Since we're writing a non pass-thru port, we only have to define read and write, and REBOL will map insert, copy, pick etc. to them internally; REBOL will also do any line termination conversion, however we recommend only using /binary ports for filtering. This scheme has not been tested without /binary.
〈Overview〉 ≡
net-utils/net-install 'chain make Root-Protocol [
〈Support functions〉
init: func [port spec] [
〈Initialize the chain port port from spec〉
]
open: func [port] [
〈Open the chain port port〉
]
close: func [port] [
〈Close the chain port port (do nothing)〉
]
write: func [port data] [
〈Stream data through the list of ports〉
]
read: func [port data] [
〈Read from the last port in the list〉
]
update: func [port] [
〈Update all the ports in the list〉
]
] 80
The following example will create a port that is the combination of port1, port2 and port3. Data is filtered through port1, then port2 and finally through port3.
〈Usage examples〉 ≡
chain: open/binary [scheme: 'chain sub-port: [port1 port2 port3]]
For example, if port1 did compression, port2 encryption and port3 enbasing, your data stream would be compressed, then encrypted and finally enbased. This is equivalend to do the three operations in sequence - you read the file, compress it, encrypt it, then enbase it - except that this way you do it incrementally without having to read the file into memory. If you're using the pipe function, you would just use:
〈Usage examples〉 +≡
pipe/thru %source-file %dest-file chain
to get %source-file processed and stored into %dest-file.

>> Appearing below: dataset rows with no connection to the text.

use std::path::PathBuf;
use std::sync::Arc;

use serde_json::json;
use tokio::sync::Notify;

use super::*;
use crate::api::HttpMethod;
use crate::core::types::{SearchPayload, SearchResult};
use crate::testing::{page_json, test_client, MockTransport, RecordingDialog, RecordingSink, Reply};

const SEARCH: &str = "/v2/search";

fn result(path: &str, score: f64) -> SearchResult {
    SearchResult {
        score,
        collection: "docs".to_string(),
        payload: SearchPayload {
            file_path: path.to_string(),
            text: "chunk".to_string(),
            start: 0,
            end: 5,
            chunk_index: 0,
        },
    }
}

fn session_with(dialog: Arc<RecordingDialog>) -> (Arc<MockTransport>, Arc<RecordingSink>, SearchSession) {
    let transport = MockTransport::new();
    let sink = RecordingSink::new();
    let session = SearchSession::new(test_client(transport.clone()), dialog, sink.clone());
    (transport, sink, session)
}

fn settings_of(session: &SearchSession) -> crate::config::SettingsStore {
    session.client().settings().clone()
}

fn session() -> (Arc<MockTransport>, SearchSession) {
    let (transport, _sink, session) = session_with(RecordingDialog::answering(None));
    (transport, session)
}

fn two_pages() -> serde_json::Value {
    page_json(vec![result("docs/a.txt", 0.9), result("docs/b.txt", 0.7)], 4, 1, 2, 2)
}

#[test]
fn test_initial_state() {
    let (_transport, session) = session();
    let state = session.state();
    assert!(state.results.is_empty());
    assert!(!state.searching);
    assert!(state.error.is_empty());
    assert_eq!(state.page, 1);
    assert_eq!(state.total_pages, 1);
    assert!(state.selected_collections.is_empty());
}

#[tokio::test]
async fn test_blank_query_does_nothing() {
    let (transport, session) = session();
    transport.on(HttpMethod::Post, SEARCH, Reply::Json(200, two_pages()));
    session.search("report", 2, 0.5, None).await;
    let before = session.state();

    session.search("", 2, 0.5, None).await;
    session.search("   ", 2, 0.5, None).await;

    assert_eq!(transport.request_count(), 1);
    assert_eq!(session.state(), before);
}

#[tokio::test]
async fn test_search_stores_results_and_pagination() {
    let (transport, session) = session();
    transport.on(HttpMethod::Post, SEARCH, Reply::Json(200, two_pages()));

    session.search("report", 2, 0.4, None).await;

    let state = session.state();
    assert_eq!(state.results.len(), 2);
    assert_eq!(state.total, 4);
    assert!(state.has_next);
    assert!(!state.searching);

    let body = transport.requests()[0].body.clone().unwrap();
    assert_eq!(body["query"], json!("report"));
    assert_eq!(body["limit"], json!(2));
    assert_eq!(body["page"], json!(1));
    assert_eq!(body["score_threshold"], json!(0.4));
}

#[tokio::test]
async fn test_selected_collections_are_sent() {
    let (transport, session) = session();
    transport.on(HttpMethod::Post, SEARCH, Reply::Json(200, two_pages()));
    settings_of(&session).set_search_all_collections(false);
    session.set_selected_collections(vec!["docs".to_string(), "notes".to_string()]);

    session.search("q", 20, 0.5, None).await;

    let body = transport.requests()[0].body.clone().unwrap();
    assert_eq!(body["collections"], json!(["docs", "notes"]));
}

#[tokio::test]
async fn test_search_all_setting_overrides_selection() {
    let (transport, session) = session();
    transport.on(HttpMethod::Post, SEARCH, Reply::Json(200, two_pages()));
    settings_of(&session).set_search_all_collections(true);
    session.set_selected_collections(vec!["docs".to_string()]);

    session.search("q", 20, 0.5, None).await;

    let body = transport.requests()[0].body.clone().unwrap();
    assert_eq!(body["collections"], json!(null));
}

#[tokio::test]
async fn test_empty_selection_searches_all() {
    let (transport, session) = session();
    transport.on(HttpMethod::Post, SEARCH, Reply::Json(200, two_pages()));
    settings_of(&session).set_search_all_collections(false);

    session.search("q", 20, 0.5, None).await;

    let body = transport.requests()[0].body.clone().unwrap();
    assert_eq!(body["collections"], json!(null));
}

#[tokio::test]
async fn test_page_argument_or_current_page() {
    let (transport, session) = session();
    transport.on(HttpMethod::Post, SEARCH, Reply::Json(200, two_pages()));

    session.search("q", 2, 0.5, None).await;
    session.next_page();
    session.search("q", 2, 0.5, None).await;
    session.search("q", 2, 0.5, Some(5)).await;
    session.search("q", 2, 0.5, Some(0)).await;

    let pages: Vec<_> = transport
        .requests()
        .iter()
        .map(|r| r.body.clone().unwrap()["page"].clone())
        .collect();
    // the reply always reports page 1, which resets the current page
    assert_eq!(pages, vec![json!(1), json!(2), json!(5), json!(1)]);
}

#[tokio::test]
async fn test_search_failure_is_captured() {
    let (transport, session) = session();
    transport.on(HttpMethod::Post, SEARCH, Reply::Json(422, json!({"detail": "query too long"})));

    session.search("q", 20, 0.5, None).await;

    let state = session.state();
    assert_eq!(state.error, "query too long");
    assert!(!state.searching);
    assert!(state.results.is_empty());
}

#[tokio::test]
async fn test_searching_is_set_while_in_flight() {
    let (transport, session) = session();
    let gate = Arc::new(Notify::new());
    transport.on(HttpMethod::Post, SEARCH, Reply::Gated(gate.clone(), Box::new(Reply::Json(200, two_pages()))));
    let mut rx = session.subscribe();

    let running = session.clone();
    let task = tokio::spawn(async move { running.search("q", 2, 0.5, None).await });

    rx.wait_for(|state| state.searching).await.unwrap();
    gate.notify_one();
    task.await.unwrap();
    assert!(!session.state().searching);
}

#[tokio::test]
async fn test_paging_is_local_only() {
    let (transport, session) = session();
    transport.on(HttpMethod::Post, SEARCH, Reply::Json(200, two_pages()));
    session.search("q", 2, 0.5, None).await;

    session.next_page();
    assert_eq!(session.state().page, 2);

    // flags come from the last fetched page, which had no previous page
    session.prev_page();
    assert_eq!(session.state().page, 2);
    assert_eq!(transport.request_count(), 1);
}

#[tokio::test]
async fn test_next_page_saturates_at_last_page_number() {
    let (transport, session) = session();
    let mut body = page_json(vec![result("docs/a.txt", 0.9)], 1, u32::MAX, 20, u32::MAX);
    body["has_next"] = json!(true);
    transport.on(HttpMethod::Post, SEARCH, Reply::Json(200, body));
    session.search("q", 20, 0.5, Some(u32::MAX)).await;

    session.next_page();

    assert_eq!(session.state().page, u32::MAX);
}

#[tokio::test]
async fn test_clear_results_resets_pagination() {
    let (transport, session) = session();
    transport.on(HttpMethod::Post, SEARCH, Reply::Json(200, two_pages()));
    session.set_selected_collections(vec!["docs".to_string()]);
    session.search("q", 2, 0.5, None).await;

    session.clear_results();

    let state = session.state();
    assert!(state.results.is_empty());
    assert_eq!(state.page, 1);
    assert_eq!(state.total, 0);
    assert!(!state.has_next);
    assert_eq!(state.selected_collections, vec!["docs".to_string()]);
}

#[tokio::test]
async fn test_download_uses_bare_name_and_download_path() {
    let (transport, sink, session) = session_with(RecordingDialog::answering(Some("/tmp/saved.txt")));
    transport.on(HttpMethod::Get, "/v2/files/docs/report.txt", Reply::Bytes(200, b"body".to_vec()));

    session
        .download_file("docs", "nested/dir\\report.txt", Some("/home/me/Downloads"))
        .await
        .unwrap();

    assert_eq!(transport.requests()[0].path(), "/v2/files/docs/report.txt");
    assert_eq!(
        sink.writes.lock().clone(),
        vec![(PathBuf::from("/tmp/saved.txt"), b"body".to_vec())]
    );
}

#[tokio::test]
async fn test_download_without_path_suggests_name() {
    let dialog = RecordingDialog::answering(None);
    let (transport, sink, session) = session_with(dialog.clone());
    transport.on(HttpMethod::Get, "/v2/files/docs/a.txt", Reply::Bytes(200, b"x".to_vec()));

    session.download_file("docs", "docs/a.txt", None).await.unwrap();

    assert_eq!(dialog.asked.lock()[0].default_path, "a.txt");
    assert!(sink.writes.lock().is_empty());
}

#[tokio::test]
async fn test_download_with_path_suggests_joined_path() {
    let dialog = RecordingDialog::answering(None);
    let (transport, _sink, session) = session_with(dialog.clone());
    transport.on(HttpMethod::Get, "/v2/files/docs/a.txt", Reply::Bytes(200, b"x".to_vec()));

    session.download_file("docs", "a.txt", Some("/dl")).await.unwrap();

    assert_eq!(dialog.asked.lock()[0].default_path, "/dl/a.txt");
}

#[tokio::test]
async fn test_download_failure_is_returned() {
    let (transport, session) = session();
    transport.on(HttpMethod::Get, "/v2/files/docs/a.txt", Reply::Json(500, json!({"detail": "Download failed"})));

    let err = session.download_file("docs", "docs/a.txt", None).await.unwrap_err();
    assert_eq!(err.to_string(), "Download failed");
}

The implementation of the port scheme is relatively trivial.
The init function is used to initialize the port (called when you make it). The user will need to pass a block of ports in the sub-port field. (See 〈Usage examples〉.)
〈Initialize the chain port port from spec〉 ≡
if url? spec [
net-error "Cannot make a chain port from url!"
]
port/url: spec
unless all [block? port/sub-port 1 < length? port/sub-port] [
net-error {You must specify a list of ports to stream the data through}
]
The open function does not have much to do; we just force the /direct mode, since we are a "filter" kind of port.

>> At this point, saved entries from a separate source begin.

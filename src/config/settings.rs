//! User settings
//!
//! Connection and search preferences shown in the settings screen. Only the
//! connection subset (`PersistedSettings`) is written to durable storage.

use std::fmt;
use std::str::FromStr;

use secrecy::{ExposeSecret, SecretString};
use serde::{Deserialize, Serialize};

use super::storage::SettingsError;

/// Colour theme
#[derive(Debug, Clone, Copy, PartialEq, Eq, Serialize, Deserialize, Default)]
#[serde(rename_all = "lowercase")]
pub enum Theme {
    Light,
    Dark,
    #[default]
    System,
}

impl fmt::Display for Theme {
    fn fmt(&self, f: &mut fmt::Formatter<'_>) -> fmt::Result {
        match self {
            Theme::Light => write!(f, "light"),
            Theme::Dark => write!(f, "dark"),
            Theme::System => write!(f, "system"),
        }
    }
}

impl FromStr for Theme {
    type Err = SettingsError;

    fn from_str(s: &str) -> Result<Self, Self::Err> {
        match s.trim().to_lowercase().as_str() {
            "light" => Ok(Theme::Light),
            "dark" => Ok(Theme::Dark),
            "system" => Ok(Theme::System),
            other => Err(SettingsError::Invalid(format!(
                "theme must be light, dark or system, got '{}'",
                other
            ))),
        }
    }
}

/// Full settings set
#[derive(Clone, Serialize, Deserialize, PartialEq)]
#[serde(rename_all = "camelCase")]
pub struct Settings {
    /// Backend base URL
    #[serde(default = "default_api_url")]
    pub api_url: String,

    /// Value sent in the `X-API-Key` header
    #[serde(default)]
    pub api_key: String,

    /// Default directory offered by save dialogs
    #[serde(default)]
    pub download_path: String,

    #[serde(default)]
    pub theme: Theme,

    /// Default page size for searches
    #[serde(default = "default_search_limit")]
    pub search_limit: u32,

    /// Default minimum relevance score
    #[serde(default = "default_score_threshold")]
    pub search_score_threshold: f64,

    /// Collection highlighted as the default one
    #[serde(default = "default_collection")]
    pub default_collection: String,

    /// Ignore the selected collections and search everything
    #[serde(default = "default_search_all")]
    pub search_all_collections: bool,
}

fn default_api_url() -> String {
    "https://localhost".to_string()
}

fn default_search_limit() -> u32 {
    20
}

fn default_score_threshold() -> f64 {
    0.5
}

fn default_collection() -> String {
    "default".to_string()
}

fn default_search_all() -> bool {
    true
}

impl Default for Settings {
    fn default() -> Self {
        Self {
            api_url: default_api_url(),
            api_key: String::new(),
            download_path: String::new(),
            theme: Theme::default(),
            search_limit: default_search_limit(),
            search_score_threshold: default_score_threshold(),
            default_collection: default_collection(),
            search_all_collections: default_search_all(),
        }
    }
}

fn redacted(key: &str) -> &'static str {
    if key.is_empty() {
        ""
    } else {
        "[REDACTED]"
    }
}

impl fmt::Debug for Settings {
    fn fmt(&self, f: &mut fmt::Formatter<'_>) -> fmt::Result {
        f.debug_struct("Settings")
            .field("api_url", &self.api_url)
            .field("api_key", &redacted(&self.api_key))
            .field("download_path", &self.download_path)
            .field("theme", &self.theme)
            .field("search_limit", &self.search_limit)
            .field("search_score_threshold", &self.search_score_threshold)
            .field("default_collection", &self.default_collection)
            .field("search_all_collections", &self.search_all_collections)
            .finish()
    }
}

impl fmt::Debug for PersistedSettings {
    fn fmt(&self, f: &mut fmt::Formatter<'_>) -> fmt::Result {
        f.debug_struct("PersistedSettings")
            .field("api_url", &self.api_url)
            .field("api_key", &redacted(&self.api_key))
            .field("download_path", &self.download_path)
            .field("theme", &self.theme)
            .finish()
    }
}

impl Settings {
    /// The subset written by `save_settings`
    pub fn persisted(&self) -> PersistedSettings {
        PersistedSettings {
            api_url: self.api_url.clone(),
            api_key: self.api_key.clone(),
            download_path: self.download_path.clone(),
            theme: self.theme,
        }
    }
}

/// Connection subset stored on disk
#[derive(Clone, Serialize, Deserialize, PartialEq)]
#[serde(rename_all = "camelCase")]
pub struct PersistedSettings {
    pub api_url: String,
    pub api_key: String,
    pub download_path: String,
    pub theme: Theme,
}

/// Stored settings object; every field it carries overrides the current value
#[derive(Debug, Clone, Default, Deserialize)]
#[serde(rename_all = "camelCase")]
pub struct SettingsPatch {
    pub api_url: Option<String>,
    pub api_key: Option<SecretString>,
    pub download_path: Option<String>,
    pub theme: Option<Theme>,
    pub search_limit: Option<u32>,
    pub search_score_threshold: Option<f64>,
    pub default_collection: Option<String>,
    pub search_all_collections: Option<bool>,
}

impl SettingsPatch {
    pub fn apply(self, settings: &mut Settings) {
        if let Some(v) = self.api_url {
            settings.api_url = v;
        }
        if let Some(v) = self.api_key {
            settings.api_key = v.expose_secret().clone();
        }
        if let Some(v) = self.download_path {
            settings.download_path = v;
        }
        if let Some(v) = self.theme {
            settings.theme = v;
        }
        if let Some(v) = self.search_limit {
            settings.search_limit = v;
        }
        if let Some(v) = self.search_score_threshold {
            settings.search_score_threshold = v;
        }
        if let Some(v) = self.default_collection {
            settings.default_collection = v;
        }
        if let Some(v) = self.search_all_collections {
            settings.search_all_collections = v;
        }
    }
}
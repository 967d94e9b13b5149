use std::sync::Arc;

use parking_lot::Mutex;
use tokio::sync::watch;

use crate::api::{ApiClient, ListFilesQuery};
use crate::core::error::{message_or, Result, SfsError};
use crate::core::types::{file_key, FileInfo, PaginatedResponse};
use crate::shell::{save_with_dialog, FileSink, SaveDialog};

/// Page size used when `load_files` is not given one
pub const DEFAULT_PAGE_LIMIT: u32 = 20;

const LOAD_FALLBACK: &str = "Failed to load files";
const DELETE_FALLBACK: &str = "Failed to delete file";

/// Observable state of the file browser
#[derive(Debug, Clone, PartialEq)]
pub struct FilesState {
    /// Files of the current page
    pub files: Vec<FileInfo>,
    pub loading: bool,
    /// Last load failure, empty when none
    pub error: String,
    /// `collection/name` of the delete in flight
    pub deleting: Option<String>,
    /// `collection/name` of the download in flight
    pub downloading: Option<String>,
    pub page: u32,
    pub total_pages: u32,
    pub total: u64,
    pub has_next: bool,
    pub has_prev: bool,
}

impl Default for FilesState {
    fn default() -> Self {
        Self {
            files: Vec::new(),
            loading: false,
            error: String::new(),
            deleting: None,
            downloading: None,
            page: 1,
            total_pages: 1,
            total: 0,
            has_next: false,
            has_prev: false,
        }
    }
}

impl FilesState {
    fn apply_page(&mut self, response: PaginatedResponse<FileInfo>) {
        self.page = response.page;
        self.total_pages = response.total_pages;
        self.total = response.total;
        self.has_next = response.has_next;
        self.has_prev = response.has_prev;
        self.files = response.items;
    }
}

/// Options for `load_files`
#[derive(Debug, Clone, Default, PartialEq, Eq)]
pub struct LoadFilesOptions {
    /// `None` lists every collection
    pub collection: Option<String>,
    pub page: Option<u32>,
    pub limit: Option<u32>,
}

impl LoadFilesOptions {
    pub fn collection(collection: impl Into<String>) -> Self {
        Self {
            collection: Some(collection.into()),
            ..Self::default()
        }
    }

    pub fn with_page(mut self, page: u32) -> Self {
        self.page = Some(page);
        self
    }

    pub fn with_limit(mut self, limit: u32) -> Self {
        self.limit = Some(limit);
        self
    }
}

/// Filter remembered from the last `load_files`, reused for pagination
#[derive(Debug, Clone, Default)]
struct ListingFilter {
    collection: Option<String>,
    limit: Option<u32>,
}

/// File browser state holder
#[derive(Clone)]
pub struct FileManager {
    client: ApiClient,
    dialog: Arc<dyn SaveDialog>,
    sink: Arc<dyn FileSink>,
    state: Arc<watch::Sender<FilesState>>,
    filter: Arc<Mutex<ListingFilter>>,
}

impl FileManager {
    pub fn new(client: ApiClient, dialog: Arc<dyn SaveDialog>, sink: Arc<dyn FileSink>) -> Self {
        let (tx, _rx) = watch::channel(FilesState::default());
        Self {
            client,
            dialog,
            sink,
            state: Arc::new(tx),
            filter: Arc::new(Mutex::new(ListingFilter::default())),
        }
    }

    /// Copy of the current state
    pub fn state(&self) -> FilesState {
        self.state.borrow().clone()
    }

    /// Receive every subsequent state change
    pub fn subscribe(&self) -> watch::Receiver<FilesState> {
        self.state.subscribe()
    }

    /// Load one page of files.
    ///
    /// Failures land in `error`; the previously loaded page is kept.
    pub async fn load_files(&self, options: LoadFilesOptions) {
        {
            let mut filter = self.filter.lock();
            filter.collection = options.collection.clone();
            filter.limit = options.limit;
        }

        self.state.send_modify(|state| {
            state.loading = true;
            state.error.clear();
        });

        let query = ListFilesQuery {
            collection: options.collection,
            page: Some(options.page.unwrap_or(1)),
            limit: Some(options.limit.filter(|l| *l > 0).unwrap_or(DEFAULT_PAGE_LIMIT)),
        };

        match self.client.list_files(&query).await {
            Ok(response) => {
                tracing::debug!(
                    collection = ?query.collection,
                    page = response.page,
                    count = response.items.len(),
                    "Files loaded"
                );
                self.state.send_modify(|state| {
                    state.apply_page(response);
                    state.loading = false;
                });
            }
            Err(e) => {
                let message = message_or(&e, LOAD_FALLBACK);
                tracing::warn!(collection = ?query.collection, error = %message, "Failed to load files");
                self.state.send_modify(|state| {
                    state.error = message;
                    state.loading = false;
                });
            }
        }
    }

    /// Load the following page, if there is one
    pub async fn next_page(&self) {
        let state = self.state();
        if state.has_next {
            self.load_adjacent(state.page.saturating_add(1)).await;
        }
    }

    /// Load the preceding page, if there is one
    pub async fn prev_page(&self) {
        let state = self.state();
        if state.has_prev {
            self.load_adjacent(state.page.saturating_sub(1).max(1)).await;
        }
    }

    async fn load_adjacent(&self, page: u32) {
        let filter = self.filter.lock().clone();
        self.load_files(LoadFilesOptions {
            collection: filter.collection,
            page: Some(page),
            limit: filter.limit,
        })
        .await;
    }

    /// Delete a file and drop it from the loaded page on success
    pub async fn delete_file(&self, collection: &str, name: &str) -> Result<()> {
        let key = file_key(collection, name);
        self.state.send_modify(|state| state.deleting = Some(key.clone()));

        let result = self.client.delete_file(collection, name).await;

        self.state.send_modify(|state| {
            if let Ok(job) = &result {
                state.files.retain(|file| file.path != key);
                tracing::info!(path = %key, job_id = %job.job_id, "File deletion scheduled");
            }
            state.deleting = None;
        });

        result
            .map(|_| ())
            .map_err(|e| SfsError::normalized(&e, DELETE_FALLBACK))
    }

    /// Download a file and save it where the user chooses.
    ///
    /// The dialog suggests `default_path`, else the bare file name. Cancelling
    /// writes nothing and is not an error.
    pub async fn download_file(
        &self,
        collection: &str,
        name: &str,
        default_path: Option<&str>,
    ) -> Result<()> {
        let key = file_key(collection, name);
        self.state.send_modify(|state| state.downloading = Some(key.clone()));

        let result = self.fetch_and_save(collection, name, default_path).await;

        self.state.send_modify(|state| state.downloading = None);
        if let Err(e) = &result {
            tracing::warn!(path = %key, error = %e, "Download failed");
        }
        result
    }

    async fn fetch_and_save(
        &self,
        collection: &str,
        name: &str,
        default_path: Option<&str>,
    ) -> Result<()> {
        let bytes = self.client.download_file(collection, name).await?;
        let suggestion = default_path.unwrap_or(name);
        save_with_dialog(self.dialog.as_ref(), self.sink.as_ref(), suggestion, &bytes).await?;
        Ok(())
    }

    /// Case-insensitive match on path or name, over the loaded page only
    pub fn filter_files(&self, query: &str) -> Vec<FileInfo> {
        let state = self.state.borrow();
        if query.is_empty() {
            return state.files.clone();
        }

        let needle = query.to_lowercase();
        state
            .files
            .iter()
            .filter(|file| file.matches_lowercase(&needle))
            .cloned()
            .collect()
    }
}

〈Open the chain port port〉 ≡
port/state/flags: port/state/flags or system/standard/port-flags/direct
〈Close the chain port port (do nothing)〉 ≡
port
See 〈Support functions〉 for propagate-data. port/state/num holds the number of bytes to write from the data buffer. We return the number of bytes actually written.
〈Stream data through the list of ports〉 ≡
propagate-data port/sub-port copy/part data port/state/num
port/state/num
Since we do all the filtering on write, when reading we just call read-io on the last port in the chain.
〈Read from the last port in the list〉 ≡
read-io last port/sub-port data port/state/num
See 〈Support functions〉 for update-all.
〈Update all the ports in the list〉 ≡
update-all port/sub-port
The propagate-data is used to pass the data being written through all the ports in the list. We have to do this in a "strange" way in order to avoid calling copy on the ports before update when we are at the last chunk of data. So, we first copy any data that's available from the first port and insert it to the second, then we copy from the second port and insert to the third and so on; at the end, we insert the data being written into the first port. This way data has only been inserted into the first port and there is still the chance for the user to issue an update to signal that it is the last chunk of data.
〈Support functions〉 ≡
propagate-data: func [ports data /local filtered] [
while [not tail? next ports] [
if filtered: copy ports/1 [
insert ports/2 filtered
]
ports: next ports
]
ports: head ports
insert ports/1 data
]
The update-all function updates all the ports in the list. We basically call update on the first port, then copy from it and if new data is available we insert that into the second port; then we call update on the second port and insert into the third, and so on. At the end we call update on the last port.
〈Support functions〉 +≡
update-all: func [ports /local data] [
while [not tail? next ports] [
system/words/update ports/1
if data: copy ports/1 [
insert ports/2 data
]
ports: next ports
]
system/words/update ports/1
]